Indeed, a long way we have come.

Fast forward to 2009 and that’s when programmatic really starts to enter the ad tech lexicon.

“Back in 2009, the nascent DSPs (demand side platforms) and SSPs (supply side platforms) offered unheard-of efficiency in a media landscape still controlled by annual TV buys and faxed insertion orders,” says Rahaman “With digital still a minority medium and relatively new, the growth in programmatic was slow and focused on performance advertisers who could see the opportunity to bid against a cookie ID they knew were in market for a product. This cut buying wastage considerably, but it left the industry focused on the retargeting space buying on blind inventory deemed unsafe to brand advertisers. Agencies also spotted the opportunity to cut out the ad network middleman and buy the effective media via RTB (Real-time bidding) themselves and set up trading desks and often kept a margin.”
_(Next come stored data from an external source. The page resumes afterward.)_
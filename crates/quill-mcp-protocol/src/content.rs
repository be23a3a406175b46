//! Content payload variants carried by tool results and prompt messages.

use serde::{Deserialize, Serialize};

/// A single content item: text, image, or an embedded resource.
#[derive(Debug, Clone, PartialEq, Serialize, Deserialize)]
#[serde(tag = "type", rename_all = "lowercase")]
pub enum Content {
    Text {
        text: String,
    },
    Image {
        data: String,
        #[serde(rename = "mimeType")]
        mime_type: String,
    },
    Resource {
        resource: ResourceContents,
    },
}

impl Content {
    pub fn text(text: impl Into<String>) -> Self {
        Content::Text { text: text.into() }
    }

    pub fn image(data: impl Into<String>, mime_type: impl Into<String>) -> Self {
        Content::Image {
            data: data.into(),
            mime_type: mime_type.into(),
        }
    }

    pub fn resource(resource: ResourceContents) -> Self {
        Content::Resource { resource }
    }
}

/// The contents of a resource: textual or binary (base64).
#[derive(Debug, Clone, PartialEq, Serialize, Deserialize)]
#[serde(rename_all = "camelCase", untagged)]
pub enum ResourceContents {
    Text {
        uri: String,
        #[serde(default, skip_serializing_if = "Option::is_none")]
        mime_type: Option<String>,
        text: String,
    },
    Blob {
        uri: String,
        #[serde(default, skip_serializing_if = "Option::is_none")]
        mime_type: Option<String>,
        blob: String,
    },
}

impl ResourceContents {
    pub fn text(uri: impl Into<String>, text: impl Into<String>) -> Self {
        ResourceContents::Text {
            uri: uri.into(),
            mime_type: None,
            text: text.into(),
        }
    }

    pub fn uri(&self) -> &str {
        match self {
            ResourceContents::Text { uri, .. } | ResourceContents::Blob { uri, .. } => uri,
        }
    }
}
As OpenX’s Stirrat notes, it was around this time that, “almost overnight, the digital ad industry was flooded with new tech solutions – and acronyms – from exchanges, SSPs and DSPs to RTB, CPMs and CTR. This programmatic ‘Wild West’ scenario is what allowed the tech to grow so rapidly. It was clear programmatic had the potential to evolve from a vehicle for selling unwanted ad space into a sophisticated, critical piece of every marketer’s digital ad strategy.”

We’ll look at what all those acronyms mean in good time, but first, we should consider two other factors that were crucial to programmatic’s development. The first was the rise of mobile. . For years, people within the industry had been referencing ‘the year of mobile’, but this didn’t start becoming a reality until mobile programmatic began outpacing desktop in 2014. Initially, “mobile was plagued with challenges” in the shape of a lack of cookies, inexperience with mobile-first creative, and brands unsure about investing, according to Stirrat. But one by one, these challenges were overcome.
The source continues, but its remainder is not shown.